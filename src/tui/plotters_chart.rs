//! Plotters-powered price-history chart widget for Ratatui.
//!
//! We render Plotters output into the Ratatui buffer using `plotters-ratatui-backend`.
//! All geometry comes precomputed in a `ChartSpec`; this widget only maps dates to
//! x values and draws.

use chrono::{Duration, NaiveDate};
use plotters::prelude::*;
use plotters::style::Color as _;
use plotters_ratatui_backend::widget_fn;
use ratatui::{
    buffer::Buffer,
    layout::Rect,
    style::{Color, Style},
    widgets::Widget,
};

use crate::domain::ChartSpec;
use crate::report::fmt_dollars;

/// `PriceLabel::y_offset` is in pixels for a plot of roughly this height.
const NOMINAL_PLOT_PX: f64 = 450.0;

pub struct GougePlottersChart<'a> {
    pub spec: &'a ChartSpec,
}

impl<'a> GougePlottersChart<'a> {
    /// X origin and span (days). A single-day span is widened so the axis is non-empty.
    fn x_frame(&self) -> (NaiveDate, f64) {
        let (lo, hi) = self.spec.date_span();
        let lo = lo - Duration::days(7);
        let days = ((hi - lo).num_days() + 7).max(1);
        (lo, days as f64)
    }
}

/// Key-point x axis. Delegates everything to Plotters' `WithKeyPoints`; it exists
/// only so `configure_mesh` type-checks (`WithKeyPoints<RangedCoordf64>` has no
/// `ValueFormatter`). Labels always come from `x_label_formatter`.
struct KeyPointAxis(plotters::coord::combinators::WithKeyPoints<plotters::coord::types::RangedCoordf64>);

impl Ranged for KeyPointAxis {
    type ValueType = f64;
    type FormatOption = plotters::coord::ranged1d::DefaultFormatting;

    fn map(&self, value: &f64, limit: (i32, i32)) -> i32 {
        self.0.map(value, limit)
    }

    fn key_points<Hint: plotters::coord::ranged1d::KeyPointHint>(&self, hint: Hint) -> Vec<f64> {
        self.0.key_points(hint)
    }

    fn range(&self) -> std::ops::Range<f64> {
        self.0.range()
    }

    fn axis_pixel_range(&self, limit: (i32, i32)) -> std::ops::Range<i32> {
        self.0.axis_pixel_range(limit)
    }
}

fn day_x(origin: NaiveDate, d: NaiveDate) -> f64 {
    (d - origin).num_days() as f64
}

/// Text of the resolved tick at `x`; ticks sit on whole days.
fn tick_text(spec: &ChartSpec, origin: NaiveDate, x: f64) -> String {
    spec.x_ticks
        .iter()
        .find(|t| day_x(origin, t.date) == x.round())
        .map(|t| t.text.clone())
        .unwrap_or_default()
}

impl<'a> Widget for GougePlottersChart<'a> {
    fn render(self, area: Rect, buf: &mut Buffer) {
        // When the available area is too small, Plotters may fail to build a chart.
        // In that case, we render a small hint rather than panicking.
        if area.width < 20 || area.height < 8 {
            buf.set_string(
                area.x,
                area.y,
                "Chart area too small (resize terminal).",
                Style::default().fg(Color::Yellow),
            );
            return;
        }

        let spec = self.spec;
        let (origin, x1) = self.x_frame();
        let (y0, y1) = (spec.axis_range.y_min, spec.axis_range.y_max);
        if !(y0.is_finite() && y1.is_finite()) || y1 <= y0 {
            return;
        }
        let tick_xs: Vec<f64> = spec.x_ticks.iter().map(|t| day_x(origin, t.date)).collect();

        let widget = widget_fn(move |root| {
            let mut chart = ChartBuilder::on(&root)
                .margin(1)
                .set_label_area_size(LabelAreaPosition::Left, 8)
                .set_label_area_size(LabelAreaPosition::Bottom, 3)
                .build_cartesian_2d(KeyPointAxis((0.0..x1).with_key_points(tick_xs.clone())), y0..y1)?;

            chart
                .configure_mesh()
                .disable_x_mesh()
                .disable_y_mesh()
                .x_desc("Date")
                .y_desc("Price ($)")
                .y_labels(5)
                .x_label_formatter(&|v| tick_text(spec, origin, *v))
                .y_label_formatter(&|v| fmt_dollars(*v))
                .label_style(("sans-serif", 10).into_font().color(&WHITE))
                .axis_style(&WHITE)
                .bold_line_style(&WHITE)
                .draw()?;

            let band_color = RGBColor(255, 0, 0).mix(0.2);
            let ceiling_color = RGBColor(255, 0, 0);
            let emergency_color = RGBColor(0, 128, 255);
            let drop_color = RGBColor(128, 128, 128);

            // 1) Violation band under everything else.
            if let Some(band) = &spec.shaded_region {
                let pts: Vec<(f64, f64)> = band.polygon.iter().map(|&(d, y)| (day_x(origin, d), y)).collect();
                chart.draw_series(std::iter::once(Polygon::new(pts, band_color.filled())))?;
            }

            // 2) Drop lines from the axis to each observation.
            for drop in &spec.drop_lines {
                let x = day_x(origin, drop.date);
                chart.draw_series(LineSeries::new([(x, drop.y0), (x, drop.y1)], &drop_color))?;
            }

            // 3) Ceiling reference + annotation.
            if let Some(ceiling) = &spec.ceiling_line {
                chart.draw_series(LineSeries::new([(0.0, ceiling.y), (x1, ceiling.y)], &ceiling_color))?;
                chart.draw_series(std::iter::once(Text::new(
                    ceiling.text.clone(),
                    (0.0, ceiling.text_y),
                    ("sans-serif", 10).into_font().color(&ceiling_color),
                )))?;
            }

            // 4) Emergency line spans the whole plot height (axis fractions -> data range).
            let em = &spec.emergency_line;
            let ex = day_x(origin, em.date);
            let ey0 = y0 + em.y0 * (y1 - y0);
            let ey1 = y0 + em.y1 * (y1 - y0);
            chart.draw_series(LineSeries::new([(ex, ey0), (ex, ey1)], &emergency_color))?;
            chart.draw_series(std::iter::once(Text::new(
                em.text.clone(),
                (ex, ey1),
                ("sans-serif", 10).into_font().color(&WHITE),
            )))?;

            // 5) Price line + markers.
            let line: Vec<(f64, f64)> = spec.line.iter().map(|&(d, y)| (day_x(origin, d), y)).collect();
            chart.draw_series(LineSeries::new(line.iter().copied(), &WHITE))?;
            chart.draw_series(line.iter().map(|&(x, y)| Pixel::new((x, y), WHITE)))?;

            // 6) Price labels, shifted by their pixel offset scaled to data units.
            let per_px = (y1 - y0) / NOMINAL_PLOT_PX;
            chart.draw_series(spec.labels.iter().map(|l| {
                Text::new(
                    l.text.clone(),
                    (day_x(origin, l.date), l.price + f64::from(l.y_offset) * per_px),
                    ("sans-serif", 10).into_font().color(&WHITE),
                )
            }))?;

            Ok(())
        });

        widget.render(area, buf);
    }
}
//! `gouge-chart` library crate.
//!
//! The binary (`gouge`) is a thin wrapper around this library so that:
//!
//! - the chart pipeline is testable without spawning processes
//! - modules are reusable (e.g., a web front-end consuming the exported JSON)
//! - code stays easy to navigate as the project grows

pub mod app;
pub mod chart;
pub mod cli;
pub mod domain;
pub mod error;
pub mod io;
pub mod plot;
pub mod report;
pub mod tui;
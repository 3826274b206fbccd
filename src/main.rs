use std::process::ExitCode;

fn main() -> ExitCode {
    match gouge_chart::app::run() {
        Ok(()) => ExitCode::SUCCESS,
        Err(err) => {
            eprintln!("{err}");
            ExitCode::from(err.exit_code())
        }
    }
}
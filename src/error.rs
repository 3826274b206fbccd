use thiserror::Error;

/// Data-validity failures raised by the chart pipeline.
#[derive(Error, Debug, Clone, PartialEq)]
pub enum ChartError {
    #[error("no usable price observations for this listing")]
    InvalidSeries,
    #[error("invalid price ceiling {0}: must be finite and positive")]
    InvalidCeiling(f64),
}

#[derive(Clone)]
pub struct AppError {
    exit_code: u8,
    message: String,
}

impl AppError {
    pub fn new(exit_code: u8, message: impl Into<String>) -> Self {
        Self {
            exit_code,
            message: message.into(),
        }
    }

    pub fn exit_code(&self) -> u8 {
        self.exit_code
    }
}

impl From<ChartError> for AppError {
    fn from(err: ChartError) -> Self {
        AppError::new(4, err.to_string())
    }
}

impl std::fmt::Display for AppError {
    fn fmt(&self, f: &mut std::fmt::Formatter<'_>) -> std::fmt::Result {
        write!(f, "{}", self.message)
    }
}

impl std::fmt::Debug for AppError {
    fn fmt(&self, f: &mut std::fmt::Formatter<'_>) -> std::fmt::Result {
        f.debug_struct("AppError")
            .field("exit_code", &self.exit_code)
            .field("message", &self.message)
            .finish()
    }
}

impl std::error::Error for AppError {}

* * * * * * * * *

Prompt
Please show the lines of the material that contain the string "field".

Task solution
            .field("exit_code", &self.exit_code)
            .field("message", &self.message)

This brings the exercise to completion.